The Race To Tackle Talkies


Once In A Lifetime (1932) Sticks It To The Movies


Down-and-out vaudevillians figure to scam Hollywood with a voice elocution school now that talkies have swept the industry. At times clever when not smug, this came off a play that skewered an art form that Easterners did not consider art. Carl Laemmle gave himself the back-pat for adapting the comedy and standing for ridicule of his bread-butter, though Once In A Lifetime is less acid than broadest of lampoon. Where it's Jack Oakie trying to breach studio walls manned by Gregory Ratoff, where is chance of filmland being seriously maligned? Funnier if you know the context, so it helps to be a dyed-in-wool old movie buff. Details are flavorful --- a train ride sees everyone, plus seats and baggage, caked with dust from open windows, but close them and you'll suffocate, so where was glamour in those cross-country treks? Once In A Lifetime posits that no one in studio power is competent, success always a product of dumb luck. To that goal, Oakie comes well-equipped.






Vaudeville is presented from an opening scene as deadest of formats, California an only option for performers who wanted to eat. Those who make the move are fakers to a man/woman, each reinventing themselves as something they're not. Interesting is this closed society knowing one another from way back, so pretense is dropped when reunions are had, as when Aline MacMahon of the bogus talk school meets self-styled columnist Louise Fazenda who used to work stock in the stix. All this rings of authenticity, as we assume anyone who was in variety long enough knew everyone else who trod the same boards. Star interviews would bear this out, many if not most biz friendships grown from years on the road before movies beckoned. Everyone who hits big, or not, is presumed to have come from humblest beginnings, eaten dust in the same rail cars. I doubt Hollywood was much bothered by class conflict, since most if not all populace knew the same scramble up from nothing.

12 Comments:

Blogger Scott MacGillivray said...

I saw ONCE IN A LIFETIME eons ago on public television, which claimed it was a lost film. I suppose it was lost in the same way ANIMAL CRACKERS and YOU'RE TELLING ME! were lost, still existing on film but withheld from circulation. Even now, ONCE IN A LIFETIME can't get a break: when I looked on Amazon to see if Universal Vault had released it, Amazon's title and description are for the 1932 movie, but the reviews are for a documentary about soccer!

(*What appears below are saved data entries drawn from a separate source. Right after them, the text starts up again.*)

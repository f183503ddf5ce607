//! Wallet Deduction Policy
//!
//! Spends are drawn in a fixed order: primary wallet, then primary earnings,
//! then referral bounty. Touching primary earnings marks the spend as a
//! reinvestment. Pure functions; persistence is the caller's job.

use serde::Serialize;

use super::Buckets;
use crate::error::{LedgerError, LedgerResult};
use crate::money::{is_settled, round2, round6};

/// Outcome of a deduction: new bucket values plus how the spend was sourced.
#[derive(Debug, Clone, Copy, PartialEq, Serialize)]
pub struct Deduction {
    pub buckets: Buckets,
    pub from_wallet: f64,
    pub from_earnings: f64,
    pub from_bounty: f64,
    /// The primary wallet alone covered the spend
    pub is_from_wallet: bool,
    /// Some portion came out of primary earnings
    pub is_reinvestment: bool,
}

/// Take up to `available` from `remaining`, returning the amount taken.
fn take(remaining: &mut f64, available: f64) -> f64 {
    let taken = round2(remaining.min(available.max(0.0)));
    *remaining = round2(*remaining - taken);
    taken
}

fn settle(remaining: f64) -> LedgerResult<()> {
    if is_settled(remaining) {
        Ok(())
    } else {
        Err(LedgerError::InsufficientFunds {
            remaining: round6(remaining),
        })
    }
}

/// Standard purchase deduction: wallet -> earnings -> bounty.
pub fn deduct(amount: f64, current: &Buckets) -> LedgerResult<Deduction> {
    let amount = round2(amount);
    let mut remaining = amount;

    let from_wallet = take(&mut remaining, current.primary_wallet);
    let from_earnings = take(&mut remaining, current.primary_earnings);
    let from_bounty = take(&mut remaining, current.referral_bounty);
    settle(remaining)?;

    Ok(Deduction {
        buckets: apply(current, amount, from_wallet, from_earnings, from_bounty),
        from_wallet,
        from_earnings,
        from_bounty,
        is_from_wallet: from_earnings == 0.0 && from_bounty == 0.0,
        is_reinvestment: from_earnings > 0.0,
    })
}

/// Reinvestment-only deduction: earnings -> bounty, the primary wallet is never touched.
pub fn deduct_reinvestment(amount: f64, current: &Buckets) -> LedgerResult<Deduction> {
    let amount = round2(amount);
    let mut remaining = amount;

    let from_earnings = take(&mut remaining, current.primary_earnings);
    let from_bounty = take(&mut remaining, current.referral_bounty);
    settle(remaining)?;

    Ok(Deduction {
        buckets: apply(current, amount, 0.0, from_earnings, from_bounty),
        from_wallet: 0.0,
        from_earnings,
        from_bounty,
        is_from_wallet: false,
        is_reinvestment: true,
    })
}

fn apply(
    current: &Buckets,
    amount: f64,
    from_wallet: f64,
    from_earnings: f64,
    from_bounty: f64,
) -> Buckets {
    Buckets {
        combined_balance: round2(current.combined_balance - amount),
        primary_wallet: round2(current.primary_wallet - from_wallet),
        primary_earnings: round2(current.primary_earnings - from_earnings),
        referral_bounty: round2(current.referral_bounty - from_bounty),
    }
}
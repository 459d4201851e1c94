//! API route definitions.

mod drafts;
mod events;
mod health;
mod ops;
mod watch;

use axum::routing::{get, post};
use axum::Router;

use crate::server::state::AppState;

/// Build the complete API router.
///
/// - `GET /health` - Health check
/// - `GET /events/recent` - Newest stored events (sample data while empty)
/// - `POST /watch/events` - Run one ingestion cycle (cron secret / dev only)
/// - `GET /ai/comet-generate-post` - Draft review queue
/// - `POST /ai/comet-generate-post` - Generate drafts for an event
/// - `POST /ai/comet-generate-post/:draft_id/approve` - Approve a draft (ops key)
/// - `POST /ops/auth` - Verify an ops key
pub fn router(state: AppState) -> Router {
    Router::new()
        .route("/health", get(health::health_check))
        .route("/events/recent", get(events::recent_events))
        .route("/watch/events", post(watch::trigger_watch))
        .route(
            "/ai/comet-generate-post",
            get(drafts::list_drafts).post(drafts::generate_drafts),
        )
        .route(
            "/ai/comet-generate-post/:draft_id/approve",
            post(drafts::approve_draft),
        )
        .route("/ops/auth", post(ops::ops_auth))
        .with_state(state)
}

Anyway, the only thing I remember about the movie was studio boss Herman Glogauer, and I don't even remember Ratoff as Glogauer. Just the name. And this is coming from a guy who would faithfully watch Oakie and other Paramount stars on late-night TV each time they came around (DUDE RANCH, anyone?)

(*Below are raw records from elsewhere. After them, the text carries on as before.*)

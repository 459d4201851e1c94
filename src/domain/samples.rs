//! Fixed sample events served while the real store is empty.
//!
//! These are never inserted into an event store. Responses that contain them
//! carry `usingCache: true` so callers can tell them apart from live data.

use chrono::{DateTime, TimeZone, Utc};

use super::event::{Category, Event, EventType};

/// The documented fallback list, newest first.
///
/// | id | category | title |
/// |----|----------|-------|
/// | sample-1 | artemis | SLS Rocket Preparations Advance |
/// | sample-2 | official | NASA Selects Instruments for Lunar Surface Science |
/// | sample-3 | launch | Crew Rotation Mission Launch Window Opens |
/// | sample-4 | sky_event | Full Moon |
pub fn sample_events() -> Vec<Event> {
    let created = at(2026, 1, 1, 0, 0, 0);

    vec![
        Event::new(
            "NASA Artemis Blog",
            Category::Artemis,
            EventType::Rss,
            "SLS Rocket Preparations Advance",
            "https://www.nasa.gov/blogs/missions/2026/01/15/sls-rocket-preparations-advance/",
            at(2026, 1, 15, 14, 0, 0),
        )
        .with_id("sample-1")
        .with_source_url("https://www.nasa.gov/blogs/missions/feed/")
        .with_summary(
            "Teams at Kennedy Space Center continue stacking operations on the Space Launch \
             System rocket ahead of the Artemis II crewed lunar flyby mission NET 2026.",
        )
        .with_created_at(created),
        Event::new(
            "NASA News Releases",
            Category::Official,
            EventType::Rss,
            "NASA Selects Instruments for Lunar Surface Science",
            "https://www.nasa.gov/news-release/nasa-selects-instruments-for-lunar-surface-science/",
            at(2026, 1, 12, 18, 30, 0),
        )
        .with_id("sample-2")
        .with_source_url("https://www.nasa.gov/news-release/feed/")
        .with_summary(
            "The agency selected three science instruments to fly to the lunar south pole \
             region on future commercial deliveries.",
        )
        .with_created_at(created),
        Event::new(
            "Spaceflight Now",
            Category::Launch,
            EventType::Rss,
            "Crew Rotation Mission Launch Window Opens",
            "https://spaceflightnow.com/2026/01/10/crew-rotation-launch-window/",
            at(2026, 1, 10, 9, 15, 0),
        )
        .with_id("sample-3")
        .with_source_url("https://spaceflightnow.com/feed/")
        .with_summary(
            "The launch window for the next crew rotation flight to the International Space \
             Station opens next week, subject to change pending weather.",
        )
        .with_created_at(created),
        Event::new(
            "USNO Moon Phases",
            Category::SkyEvent,
            EventType::Ephemeris,
            "Full Moon",
            "",
            at(2026, 1, 3, 10, 3, 0),
        )
        .with_id("sample-4")
        .with_source_url("https://aa.usno.navy.mil/api/moon/phases/date")
        .with_summary("Full Moon on 2026-01-03 at 10:03 UTC.")
        .with_created_at(created),
    ]
}

/// Fixed UTC timestamp; the literals below are all valid
fn at(year: i32, month: u32, day: u32, hour: u32, min: u32, sec: u32) -> DateTime<Utc> {
    Utc.with_ymd_and_hms(year, month, day, hour, min, sec)
        .single()
        .unwrap_or_default()
}

/// Look up one sample event by id
pub fn sample_event(id: &str) -> Option<Event> {
    sample_events().into_iter().find(|e| e.id == id)
}
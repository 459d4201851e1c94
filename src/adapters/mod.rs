//! Adapter interfaces for external systems.
//!
//! Currently one seam: the text generation service used for post drafts.

pub mod generation;

pub use generation::{
    parse_generated, GeneratedDraft, GenerationFailure, GeneratorConfig, OpenAiGenerator,
    TextGenerator,
};
//! skywatch - Space-agency event watcher with a draft safety pipeline
//!
//! Polls agency feeds, watched pages and astronomy APIs, normalizes what it
//! finds into a bounded event store, and turns individual events into
//! candidate social posts that must pass a content-safety policy before a
//! human approves them.
//!
//! # Architecture
//!
//! - Ingestion never fails a whole cycle: each source is fetched and
//!   normalized in isolation, and errors are logged and skipped
//! - Events are identified by a content hash, so re-ingesting the same item
//!   is a no-op
//! - Drafts never reach the queue without passing validation (repairing them
//!   when needed), and each event is drafted at most once per process
//!
//! # Modules
//!
//! - `domain`: Data structures (Event, Draft, samples)
//! - `ingest`: Sources, fetching, normalization, page-change detection, watcher
//! - `core`: Event store, safety policy, processed registry, draft pipeline
//! - `adapters`: Text generation service client
//! - `server`: HTTP API
//! - `config`: Configuration file and environment resolution
//! - `cli`: Command-line interface
//!
//! # Usage
//!
//! ```bash
//! # Run one watch cycle and list what is stored
//! skywatch watch
//! skywatch events --category artemis
//!
//! # Draft posts for a sample event
//! skywatch draft sample-1
//!
//! # Serve the HTTP API
//! skywatch serve --address 127.0.0.1:8080
//! ```

pub mod adapters;
pub mod cli;
pub mod config;
pub mod core;
pub mod domain;
pub mod ingest;
pub mod server;

// Re-export main types at crate root for convenience
pub use core::{DraftPipeline, EventRepository, InMemoryEventStore};
pub use domain::{Category, Draft, DraftStatus, Event, EventType, Variant};
pub use ingest::{EventWatcher, SourceDescriptor};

So thank you, John, for the thoughtful piece and for reminding us of this rarity.

8:32 AM  
Blogger John McElwee said...

I remember the public television broadcast you mention, Scott, maybe around 1973-74. I was surprised at the time to see such a rarity turn up; it was the only time I got to see the film until years later when a few 16mm prints got out. That was sometime in the mid-80's. It would be nice if someone like Kino or Shout! would license the film for Blu-Ray release, as there have been a lot of Universal titles on their schedules of late (THE SPOILERS and PITTSBURGH are recently from Kino, and both look very nice).

10:03 AM  
Blogger Reg Hartt said...

https://ok.ru/video/836675373710

10:29 AM  
Blogger John McElwee said...

Dear John:

I missed that '70s PBS airing, and I have accordingly never seen the movie of ONCE IN A LIFETIME. What a tantalizing post! You do make the picture sound most enticing. This must have some distinct legal issues; I don't remember this ever airing in syndication.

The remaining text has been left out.